Il continue sa réflexion en relevant l'importance de l'idée
qu'on se fait de la Justice dans une société donnée
et ce que l'on s'en attend, et remarque que réduire le besoin de justice
uniquement au jugement des auteurs du génocide c'est passer à
côté des aspirations du peuple qui s'interroge aussi sur la
distribution des avantages sociaux et sur la place de l'individu dans la
collectivité (p 64-65). Or ces problèmes, cristallisés
de manière très concrète dans le problème de
la répartition du pouvoir et des richesses nationales sont occultés
par la place monopolistique qu'occupe le jugement des auteurs du génocide
comme instrument de Justice et de restauration du lien
social[9]
- nous avons éclairé plus haut comment ce monopole
découle directement d'une vision du monde et du droit dans lequel
prévalent des lois générales et impersonnelles et des
individus et où la réparation
« pénale » qui permet la réinstauration
du lien social est pensée en termes de l'établissement des
responsabilités individuelles et le prononcé de peines
correspondantes.
En approfondissant les remarques de
François-Xavier Nsanzuwera à travers une démarche
anthropologique, nous pouvons noter que dans le cadre rwandais se côtoient
voire se confrontent au moins deux visions du monde : la vision endogène
et la vision « moderne », exogène, introduite
avec la colonisation allemande à la fin du siècle dernier.

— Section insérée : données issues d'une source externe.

//! Terminal output utilities

use owo_colors::OwoColorize;
use summit_geo::{decimal_to_dms, Coordinate};

/// Status message helpers
pub struct Status;

impl Status {
    /// Print a success message
    pub fn success(message: &str) {
        println!("{} {}", "✓".green(), message);
    }

    /// Print an error message
    pub fn error(message: &str) {
        eprintln!("{} {}", "✗".red(), message);
    }

    /// Print a warning message
    pub fn warning(message: &str) {
        eprintln!("{} {}", "⚠".yellow(), message);
    }

    /// Print an info message
    pub fn info(message: &str) {
        println!("{} {}", "ℹ".blue(), message);
    }

    /// Print a header
    pub fn header(message: &str) {
        println!();
        println!("{}", message.bold());
        println!("{}", "─".repeat(message.chars().count()));
    }

    /// Print one ranked result line: position, name, detail, distance
    pub fn ranked(rank: usize, name: &str, detail: &str, distance_m: f64) {
        println!(
            "{} {} {} {}",
            format!("{rank:>2}.").dimmed(),
            name.bold(),
            detail.dimmed(),
            format_distance(distance_m).cyan()
        );
    }
}

/// Meters below one kilometer, kilometers with two decimals above
pub fn format_distance(meters: f64) -> String {
    if meters < 1000.0 {
        format!("{meters:.0} m")
    } else {
        format!("{:.2} km", meters / 1000.0)
    }
}

/// Decimal degrees with hemisphere letters, e.g. `49.179400°N 20.088000°E`
pub fn format_coordinate(point: Coordinate) -> String {
    let ns = if point.latitude < 0.0 { 'S' } else { 'N' };
    let ew = if point.longitude < 0.0 { 'W' } else { 'E' };
    format!(
        "{:.6}°{} {:.6}°{}",
        point.latitude.abs(),
        ns,
        point.longitude.abs(),
        ew
    )
}

/// Both axes in degrees-minutes-seconds with hemisphere letters
pub fn format_coordinate_dms(point: Coordinate) -> String {
    let ns = if point.latitude < 0.0 { 'S' } else { 'N' };
    let ew = if point.longitude < 0.0 { 'W' } else { 'E' };
    format!(
        "{}{} {}{}",
        decimal_to_dms(point.latitude.abs()),
        ns,
        decimal_to_dms(point.longitude.abs()),
        ew
    )
}

/// Elevation in meters above sea level
pub fn format_elevation(meters: i32) -> String {
    format!("{meters} m n.p.m.")
}

/// Format a count with singular/plural
pub fn format_count(count: usize, singular: &str, plural: &str) -> String {
    if count == 1 {
        format!("{} {}", count, singular)
    } else {
        format!("{} {}", count, plural)
    }
}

Etienne Le Roy relève un impensé voir un impensable pour la
communauté internationale dans la réflexion sur l'impunité
en matière de crimes contre l'humanité et génocide au
Rwanda (1996 : 3) : « que
l'impunité des crimes contre l'humanité soit déterminée
non seulement par des considérations politiques (internes ou
internationales) ou par des insuffisances de la réglementation mais
aussi par la conception du Droit qui est invoquée pour assurer la
sanction-punition des génocidaires. » Et ce problème
se situe à un double niveau : d'une part à celui d'un droit
international qui n'est pas universel par nature mais est le fruit d'une
tradition particulière et qui a vocation à s'appliquer ; mais
d'autre part aussi à celui du droit interne rwandais qui
« n'est pas l'analogue de
notre 'droit positif' mais un placage ou une greffe subissant les conditions
de réception - et de rejet - caractéristiques des transferts
de modèles juridiques. » (Le Roy 1996 : 4). Ainsi, outre
la question délicate des « droits - voire - devoirs
d'ingérence » se pose aussi la question de la mise en place
en Afrique d'Etats de droit à l'africaine qui déborde le cadre
de notre sujet (voir Le Roy 1997), mais rend bien compte de l'importance
de la rupture épistémologique qui s'annonce quand on commence
à s'engager sincèrement sur les voies du diatopisme. Il s'agira
de repenser le droit en repartant des différents
topoi culturels et en construisant
dans le cadre africain sur les conceptions traditionnelles africaines tout
en les gardant ouvertes aux métissages, de toute façon
inévitables, avec des conceptions exogènes. Si ce n'est pas
la démarche suivie « au niveau officiel » Etienne
Le Roy (1996 : 5) note que :
« Loin de dominer, la vision
occidentale de la société et du Droit doit donc composer avec
la vision endogène donnant lieu à des pratiques métisses
où c'est le modèle endogène qui paraît, de plus
en plus, absorber les apports extérieurs et les soumettre à
sa logique de formalisation et
d'utilisation. »
Pour pénétrer dans le
topos des droits traditionnels
africains il est utile de suivre Michel Alliot, un des pionniers de leur
étude non-éthnocentrique, à travers quelques citations.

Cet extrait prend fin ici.